There are moments in highly organized not to mention pretentious events like the Olympics, which ranks horseback riding and boat sailing alongside sprinting, when rules essential to keep up formal appearances must be put aside just the same. One such moment is in the raw exaltation of pure human triumph, where no horse or vessel shared the agony and the ecstasy of victory; just man alone. 

As he led Jamaica, a destitute, barely governable, beach resort of a country, to a world-record setting victory in the 4 x 100 relay, Usain Bolt hung on to the baton. Bolt crossed the finish line but did not stop there, said Yahoo! He blew past the woman British official at the track who has "the unenviable job of collecting the relay batons."

A video clip shows her reaching out for it but bolt "playfully" - and here I correct Yahoo! - clasped the baton to his chest. He did not "snatch it into his chest," as Yahoo! put it. For chrissake, he did not stab himself with the baton. Who edits Yahoo!? At any rate, Bolt still had the baton in his hand when the triumphant Jamaicans walked to the stands.

There Olympic officials came up to him and demanded the baton. Under threat of disqualification, he surrendered it, said another report. But he got it back in the end. Maybe, said Yahoo!, because Usain Bolt had won his sixth gold in six races, and this could be the last in his Olympic career. "The IOC never likes to make exceptions but this was an easy one for them to look the other way."

I don't think they made an exception. The head of the IOC hates Usain, would not concede he is what he is, an Olympic legend unlike someone Bogge mentioned as having sailed a couple of boats victoriously in a couple of Olympics and another who rode a couple of horses with the same result. But an athlete is always the same man and with each Olympics he just gets older and weaker; but a sailor and a rider change boats and horses with every race.

The real reason IOC officials gave him back the baton was to save their collective face. The world saw the IOC take back what had changed ownership by the end of the race. It was no longer anyone else's property but Usain Bolt's, his teammates' and Jamaica's. It is in the laws of contract and evidence: possession is 9/10ths of the law; unprecedented human triumph, without horse or boat doing most of the work, confers full, unilateral and legendary ownership.

Bolt and his teammates acquired possession of the relay baton by qualifying for the event hardest on the human body and spirit; they retained it by running in relays to victory when possession turns into ownership, achievement turns to glory,  and the baton turns into a symbol of human endurance and another nation’s honor.

But let me focus on the woman official at the track who did not insist on taking back the baton. She was surely nervous that IOC officials who hated Usain for his exuberant antics on the track would take it out on her. Yet she could not bring herself to insist on taking it. Indeed, higher ups must have taken it out on her because they went to the stands and took the baton from Bolt.
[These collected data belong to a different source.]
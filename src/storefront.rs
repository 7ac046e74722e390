//! Application root: every store of one browsing session over one shared
//! storage handle.

use std::rc::Rc;

use chrono::Utc;
use log::info;
use serde::{Deserialize, Serialize};

use crate::cart_store::CartStore;
use crate::catalog_query::{CatalogPage, CatalogQuery, PageAccumulator};
use crate::config::StorefrontConfig;
use crate::filter_state::{FilterAction, FilterState, FilterStore};
use crate::lmdb_store::LmdbStore;
use crate::persistence::{KeyValueStore, MemoryStore};
use crate::product::{Product, ProductId};
use crate::promo::PromoTable;
use crate::store_error::PersistenceError;
use crate::wishlist_store::{WishlistAction, WishlistEntry, WishlistStore};

/// Wishlist intent as sent by a UI. `Add` is stamped with the current time
/// before it reaches the reducer.
#[derive(Debug, Clone, PartialEq, Serialize, Deserialize)]
#[serde(tag = "type", rename_all = "camelCase", rename_all_fields = "camelCase")]
pub enum WishlistCommand {
    Add { product: Product },
    Remove { product_id: ProductId },
    Clear,
}

impl WishlistCommand {
    pub fn into_action(self) -> WishlistAction {
        match self {
            WishlistCommand::Add { product } => WishlistAction::Add {
                entry: WishlistEntry::from_product(&product, Utc::now()),
            },
            WishlistCommand::Remove { product_id } => WishlistAction::Remove { product_id },
            WishlistCommand::Clear => WishlistAction::Clear,
        }
    }
}

pub struct Storefront {
    pub cart: CartStore,
    pub filters: FilterStore,
    pub wishlist: WishlistStore,
    results: PageAccumulator,
    config: StorefrontConfig,
}

impl Storefront {
    /// Opens the configured storage (LMDB when `storage_path` is set,
    /// memory otherwise) and hydrates the stores from it.
    pub fn open(config: StorefrontConfig) -> Result<Self, PersistenceError> {
        let storage: Rc<dyn KeyValueStore> = match &config.storage_path {
            Some(path) => Rc::new(LmdbStore::open(path)?),
            None => {
                info!("No storage path configured, keeping snapshots in memory");
                Rc::new(MemoryStore::new())
            }
        };
        Ok(Self::with_storage(config, storage))
    }

    pub fn with_storage(config: StorefrontConfig, storage: Rc<dyn KeyValueStore>) -> Self {
        let cart = CartStore::new(Rc::clone(&storage), PromoTable::default(), &config.cart_key);
        let wishlist = WishlistStore::new(storage, &config.wishlist_key);
        let filters = FilterStore::new(FilterState::with_defaults(
            config.max_price,
            config.page_size,
        ));

        Self {
            cart,
            filters,
            wishlist,
            results: PageAccumulator::new(),
            config,
        }
    }

    pub fn config(&self) -> &StorefrontConfig {
        &self.config
    }

    /// Applies a filter action. Anything but a page move invalidates the
    /// accumulated results.
    pub fn dispatch_filters(&mut self, action: FilterAction) -> &FilterState {
        if !matches!(action, FilterAction::SetCurrentPage { .. }) {
            self.results.reset();
        }
        self.filters.dispatch(action)
    }

    pub fn dispatch_wishlist(&mut self, command: WishlistCommand) {
        self.wishlist.dispatch(command.into_action());
    }

    /// Request for the page the filter state currently points at.
    pub fn catalog_query(&self) -> CatalogQuery {
        CatalogQuery::from_filters(self.filters.state())
    }

    pub fn receive_page(&mut self, page: CatalogPage) -> &PageAccumulator {
        self.results.receive(page, self.filters.state());
        &self.results
    }

    /// Moves the cursor to the next page if more results remain, returning
    /// the query to fetch it.
    pub fn load_more(&mut self) -> Option<CatalogQuery> {
        let page = self.results.next_page()?;
        self.filters.set_current_page(page);
        Some(self.catalog_query())
    }

    pub fn results(&self) -> &PageAccumulator {
        &self.results
    }
}
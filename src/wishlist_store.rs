//! Wishlist: a persisted set of saved products keyed by product id.

use std::collections::HashSet;
use std::rc::Rc;

use chrono::{DateTime, Utc};
use log::info;
use serde::{Deserialize, Serialize};

use crate::persistence::{erase_snapshot, load_snapshot, save_snapshot, KeyValueStore};
use crate::product::{Product, ProductId};

#[derive(Debug, Clone, PartialEq, Serialize, Deserialize)]
#[serde(rename_all = "camelCase")]
pub struct WishlistEntry {
    pub product_id: ProductId,
    pub title: String,
    pub price: f64,
    #[serde(default)]
    pub thumbnail: String,
    #[serde(default)]
    pub category: String,
    pub added_at: DateTime<Utc>,
}

impl WishlistEntry {
    pub fn from_product(product: &Product, added_at: DateTime<Utc>) -> Self {
        Self {
            product_id: product.id,
            title: product.title.clone(),
            price: product.price,
            thumbnail: product.thumbnail.clone(),
            category: product.category.clone(),
            added_at,
        }
    }
}

#[derive(Debug, Clone, Default, PartialEq, Serialize, Deserialize)]
#[serde(transparent)]
pub struct WishlistState {
    entries: Vec<WishlistEntry>,
}

impl WishlistState {
    pub fn entries(&self) -> &[WishlistEntry] {
        &self.entries
    }

    pub fn contains(&self, product_id: ProductId) -> bool {
        self.entries.iter().any(|e| e.product_id == product_id)
    }

    pub fn count(&self) -> usize {
        self.entries.len()
    }
}

#[derive(Debug, Clone, PartialEq, Serialize, Deserialize)]
#[serde(tag = "type", rename_all = "camelCase", rename_all_fields = "camelCase")]
pub enum WishlistAction {
    Add { entry: WishlistEntry },
    Remove { product_id: ProductId },
    Clear,
}

pub fn reduce_wishlist(mut state: WishlistState, action: &WishlistAction) -> WishlistState {
    match action {
        WishlistAction::Add { entry } => {
            if !state.contains(entry.product_id) {
                state.entries.push(entry.clone());
            }
        }
        WishlistAction::Remove { product_id } => {
            state.entries.retain(|e| e.product_id != *product_id);
        }
        WishlistAction::Clear => state.entries.clear(),
    }
    state
}

pub struct WishlistStore {
    state: WishlistState,
    storage: Rc<dyn KeyValueStore>,
    key: String,
}

impl WishlistStore {
    pub fn new(storage: Rc<dyn KeyValueStore>, key: impl Into<String>) -> Self {
        let key = key.into();
        let mut state: WishlistState = load_snapshot(storage.as_ref(), &key);

        // Collapse duplicates a hand-edited snapshot may carry.
        let mut seen = HashSet::with_capacity(state.entries.len());
        state.entries.retain(|e| seen.insert(e.product_id));

        info!("Wishlist hydrated from '{key}' with {} entr(ies)", state.count());
        Self {
            state,
            storage,
            key,
        }
    }

    pub fn state(&self) -> &WishlistState {
        &self.state
    }

    pub fn dispatch(&mut self, action: WishlistAction) -> &WishlistState {
        let state = std::mem::take(&mut self.state);
        self.state = reduce_wishlist(state, &action);

        if matches!(action, WishlistAction::Clear) {
            erase_snapshot(self.storage.as_ref(), &self.key);
        } else {
            save_snapshot(self.storage.as_ref(), &self.key, &self.state);
        }
        &self.state
    }

    /// Saves `product`, stamped with the current time. No-op if already saved.
    pub fn add(&mut self, product: &Product) {
        self.dispatch(WishlistAction::Add {
            entry: WishlistEntry::from_product(product, Utc::now()),
        });
    }

    pub fn remove(&mut self, product_id: ProductId) {
        self.dispatch(WishlistAction::Remove { product_id });
    }

    pub fn contains(&self, product_id: ProductId) -> bool {
        self.state.contains(product_id)
    }

    pub fn clear(&mut self) {
        self.dispatch(WishlistAction::Clear);
    }
}
//! Error types for the storefront stores.
//!
//! Only two things can go wrong in this crate: a caller submits a promo code
//! that is not in the promo table, or the key-value storage underneath a
//! store fails. The first is returned to the caller; the second is logged by
//! the store layer and otherwise ignored.

use thiserror::Error;

/// Failure reported by a [`KeyValueStore`](crate::persistence::KeyValueStore)
/// implementation or by the JSON codec around it.
#[derive(Debug, Error)]
pub enum PersistenceError {
    #[error("storage error: {0}")]
    Storage(String),

    #[error("snapshot serialization error: {0}")]
    Serialization(#[from] serde_json::Error),

    #[error("lmdb error: {0}")]
    Lmdb(#[from] lmdb::Error),
}

/// Errors surfaced by cart operations.
#[derive(Debug, Clone, PartialEq, Eq, Error)]
pub enum CartError {
    /// The code (after uppercasing) is not present in the promo table.
    #[error("invalid promo code: {0}")]
    InvalidPromoCode(String),
}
But they gave it back when the baton got too hot to handle for hands more accustomed with holding champagne flutes than giving right recognition and just compensation to the great athletes who make Olympic history and make billions of dollars for the IOC to lavish on lawn parties in Switzerland for its overpaid officials.

We laud the woman official at the track for standing up to false formality and petty protocol; to let a champion keep every bit of what he and his teammates had so painfully won. We don't know her name. The Olympic games are full of heroes. Not all of them compete against each other; some compete against their duty to do what is right over all.